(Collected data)
Content starts

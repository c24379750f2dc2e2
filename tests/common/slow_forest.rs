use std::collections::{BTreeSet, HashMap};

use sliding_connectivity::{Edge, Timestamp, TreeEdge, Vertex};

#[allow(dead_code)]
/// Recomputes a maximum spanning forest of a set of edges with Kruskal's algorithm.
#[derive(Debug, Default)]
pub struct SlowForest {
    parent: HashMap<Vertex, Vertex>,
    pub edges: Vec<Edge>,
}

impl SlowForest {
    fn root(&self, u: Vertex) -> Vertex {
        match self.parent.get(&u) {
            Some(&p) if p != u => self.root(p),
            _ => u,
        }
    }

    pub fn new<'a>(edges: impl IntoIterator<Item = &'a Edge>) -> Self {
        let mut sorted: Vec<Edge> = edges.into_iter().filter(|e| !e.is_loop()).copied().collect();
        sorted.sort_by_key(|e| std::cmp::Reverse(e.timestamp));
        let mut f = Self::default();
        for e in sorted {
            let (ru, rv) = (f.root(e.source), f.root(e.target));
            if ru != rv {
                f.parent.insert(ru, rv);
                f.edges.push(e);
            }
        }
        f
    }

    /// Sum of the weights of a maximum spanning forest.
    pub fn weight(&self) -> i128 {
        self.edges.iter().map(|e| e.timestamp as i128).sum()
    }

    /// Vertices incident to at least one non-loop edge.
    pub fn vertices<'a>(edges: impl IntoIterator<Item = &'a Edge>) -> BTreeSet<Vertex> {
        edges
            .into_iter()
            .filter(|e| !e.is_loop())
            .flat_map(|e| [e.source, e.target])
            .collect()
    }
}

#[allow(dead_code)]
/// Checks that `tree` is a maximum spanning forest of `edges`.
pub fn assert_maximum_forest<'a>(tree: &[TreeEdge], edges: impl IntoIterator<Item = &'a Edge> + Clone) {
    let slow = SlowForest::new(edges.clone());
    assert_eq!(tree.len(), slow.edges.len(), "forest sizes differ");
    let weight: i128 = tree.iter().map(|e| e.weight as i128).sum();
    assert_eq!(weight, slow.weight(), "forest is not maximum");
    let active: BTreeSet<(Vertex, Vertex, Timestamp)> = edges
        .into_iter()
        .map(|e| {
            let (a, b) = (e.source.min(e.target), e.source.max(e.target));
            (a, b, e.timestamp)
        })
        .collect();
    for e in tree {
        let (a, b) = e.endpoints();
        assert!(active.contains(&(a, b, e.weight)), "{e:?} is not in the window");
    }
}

Content ends

= Task goal =
Copy all lines above where "target" is present.

= Result of this exercise =
            let (ru, rv) = (f.root(e.source), f.root(e.target));
            .flat_map(|e| [e.source, e.target])
            let (a, b) = (e.source.min(e.target), e.source.max(e.target));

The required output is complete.